If I didn’t have lots of friends in the US, I’d be hard pressed to think of a reason to go every other year: I mean, most other places are happy to take your trade, but in the US, home of convenience and birthplace of friendly customer service, customs treat you like walking garbage. Yes, we realize there are bad people in the world, but that still doesn’t justify this kind of draconian performance, especially since so much of it is sheer kabuki. It starts in Oslo; every other airline, you smile and check in; a Continental person pulls you aside, checks your passport, marks it ominously, then stands by your side before pointing you to the open counter, our tiny foreign minds apparently incapable of seeing the clerk waving you over from five feet away and interpreting the meaning.
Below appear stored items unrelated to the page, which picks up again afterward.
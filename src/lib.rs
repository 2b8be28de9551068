//! # Classalias - shortcut aliases for utility-class markup
//!
//! Classalias rewrites markup so that prefixed alias tokens become the utility
//! class names their shortcuts stand for:
//!
//! ```text
//! <div *btn>                 ->  <div text-white font-bold>
//! <div class="p-2 *btn-red"> ->  <div class="p-2 bg-red-500 text-white font-bold">
//! ```
//!
//! Aliases are found in two places:
//!
//! - **Standalone**: a bare attribute made of the prefix and an identifier
//! - **Embedded**: an entry of a quoted `class` attribute value
//!
//! Everything else in the text is copied byte for byte. Tokens with no
//! matching shortcut, or with a different prefix, are left alone.
//!
//! ## Quick Start
//!
//! ```rust
//! use classalias::{transform_alias, AliasConfig, Shortcuts};
//!
//! let shortcuts = Shortcuts::new()
//!     .add("btn", "text-white font-bold")
//!     .add_pattern(r"^btn-(.+)$", "bg-${1}-500 btn")
//!     .unwrap();
//!
//! let out = futures::executor::block_on(transform_alias(
//!     r#"<div *btn><a class="*btn-red"></a></div>"#,
//!     &shortcuts,
//!     &AliasConfig::default(),
//! ))
//! .unwrap();
//!
//! assert_eq!(
//!     out,
//!     r#"<div text-white font-bold><a class="bg-red-500 text-white font-bold"></a></div>"#
//! );
//! ```
//!
//! ## Resolvers
//!
//! Shortcut matching is delegated to a [`ShortcutResolver`]. The resolver is
//! asynchronous, so it can wrap a generator that expands shortcuts lazily or
//! remotely. [`Shortcuts`] is an in-memory resolver with static, pattern and
//! dynamic rules, variant groups and nested shortcuts.
//!
//! ## Pipeline
//!
//! | Stage | Type |
//! |-------|------|
//! | Scan | [`AliasScanner`] yields [`AliasToken`]s |
//! | Resolve | [`expand_shortcut`] returns a [`Resolution`] |
//! | Expand | [`expand_token`] returns an [`ExpansionResult`] |
//! | Edit | [`RangeEditor`] applies [`ReplacementRange`]s |
//!
//! A transform either returns the complete document or an [`AliasError`];
//! it never returns a partially expanded document.

pub mod config;
pub mod editor;
pub mod error;
pub mod expand;
pub mod resolve;
pub mod scan;

pub use config::{is_identifier_char, AliasConfig, DEFAULT_PREFIX};
pub use editor::{RangeEditor, ReplacementRange};
pub use error::{AliasError, ConfigError, ConflictError};
pub use expand::{
    expand_token, flatten_groups, transform_alias, transform_alias_into,
    transform_alias_with_report, AliasTransformer, ExpansionResult, TransformReport,
};
pub use resolve::{
    expand_shortcut, expand_variant_groups, Resolution, ShortcutError, ShortcutResolver,
    Shortcuts, MAX_EXPANSION_DEPTH,
};
pub use scan::{scan_aliases, AliasScanner, AliasToken, TokenKind};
Then, the security check. Richard Reid be damned, in Oslo, you still don’t have to take your shoes off. I remove my belt, my coins, my keys and am left with nothing but the rivets on my jeans that I suspect or plastic anyway (I’m an environmental terrorist, man!). The metal detector goes off. Goddamnit, it’s the rivets.
A sandwich and a quick soda and it’s off to the departure lounge. This is where you enjoy watching passport-carrying adults forget how to count. “We are now boarding rows 25 thru 30” declares the flight attendant hopefully. No, you’re not, I think, as I watch rows 1 thru 30 storm toward the gate as if the proverbial hellhound was on their trail. Look, you’re there; the flight isn’t leaving without you at this point, unless you do something really stupid. I personally think boarding the plane when your row hasn’t been called qualifies in a major way, but nobody ever listens to me.
Having thus despaired, it should be mentioned that the crew on the actual airplane are nice and service-minded people, unlike many flight crews these days. I get copious refills and snacks all the way. Small comfort, as I struggle through not one, not two, but three(!) horrendous movies (damn your eyes, Robin Williams!), but a comfort nonetheless. I try to sleep, but I can’t, no more than I can look away from these recreational atrocities playing on their undersized screens. Halfway through, I fill out the immigration form, dutifully pointing out once again, that no, I am not now, no have I ever been, a Nazi war criminal.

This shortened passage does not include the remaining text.